Adoptive T-cell therapy using gene-modified cells expressing target-specific receptors has emerged as a powerful treatment modality for malignancies and autoimmune diseases. However, current gene transfer methods, such as lentiviral transduction and homology-directed DNA repair (HDR), are limited in their ability to integrate large DNA sequences, restricting the potential of engineered T-cells.

To address these challenges, we developed PASTA (programmable and site-specific transgene addition), a method enabling efficient, site-specific integration of large transgene cassettes. PASTA functions in two phases: Phase 1 integrates a small DNA landing pad into the genome using CRISPR-Cas-mediated HDR. Phase 2 employs a large serine integrase (e.g., bxb1) to insert a circular DNA vector at the landing pad.
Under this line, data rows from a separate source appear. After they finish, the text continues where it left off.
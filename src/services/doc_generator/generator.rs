//! 文档生成器
//!
//! 封装文本补全服务：构建 prompt、调用模型，失败时返回占位文本。

use async_trait::async_trait;
use tracing::{debug, error};

use super::prompts;
use crate::config::GeneratorConfig;
use crate::llm::{ChatMessage, ChatOptions, LlmError, TextCompletion};

/// 文档补全服务
///
/// `generate` 总是返回字符串，调用失败由实现方自行兜底，不向外抛出。
#[async_trait]
pub trait CompletionService: Send + Sync {
    async fn generate(&self, signature: &str, context: &str) -> String;
}

/// 生成失败时的占位文本
pub fn fallback_docstring(signature: &str) -> String {
    format!("Generated docstring for {}", signature)
}

/// 文档生成器
pub struct DocGenerator<C> {
    client: C,
    config: GeneratorConfig,
}

impl<C: TextCompletion> DocGenerator<C> {
    /// 创建新的文档生成器
    pub fn new(client: C, config: GeneratorConfig) -> Self {
        Self { client, config }
    }

    /// 为函数签名生成文档字符串
    pub async fn generate_for_function(&self, signature: &str, context: &str) -> String {
        match self.request(signature, context).await {
            Ok(text) => text,
            Err(e) => {
                error!("LLM generation failed for {}, returning fallback: {}", signature, e);
                fallback_docstring(signature)
            }
        }
    }

    async fn request(&self, signature: &str, context: &str) -> Result<String, LlmError> {
        let messages = vec![ChatMessage::user(prompts::format_docstring_prompt(
            signature, context,
        ))];

        let options = ChatOptions {
            model: self.config.model.clone(),
            temperature: Some(self.config.temperature),
            max_tokens: Some(self.config.max_tokens),
        };

        debug!("Requesting docstring: signature={}, model={}", signature, options.model);
        let output = self.client.complete(messages, options).await?;

        let text = output.trim();
        if text.is_empty() {
            return Err(LlmError::EmptyResponse);
        }
        Ok(text.to_string())
    }
}

#[async_trait]
impl<C: TextCompletion> CompletionService for DocGenerator<C> {
    async fn generate(&self, signature: &str, context: &str) -> String {
        self.generate_for_function(signature, context).await
    }
}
This “one-pot” process is initiated by a single transfection, simplifying the procedure and making it suitable for clinical application. 

‘One-pot’ PASTA facilitates the precise incorporation of multicistronic constructs, offering a simpler and more flexible alternative to approaches like PASSIGE and PASTE. Leveraging serine integrases, PASTA enhances T-cell engineering capabilities, enabling co-expression of therapeutic transgenes such as antigen receptors, safety markers, and cytokines, thereby boosting therapeutic efficacy and safety.

Beyond T-cells, ‘one-pot’ PASTA holds promise for treating genetic disorders involving large deletions, providing new treatment strategies for unmet clinical needs.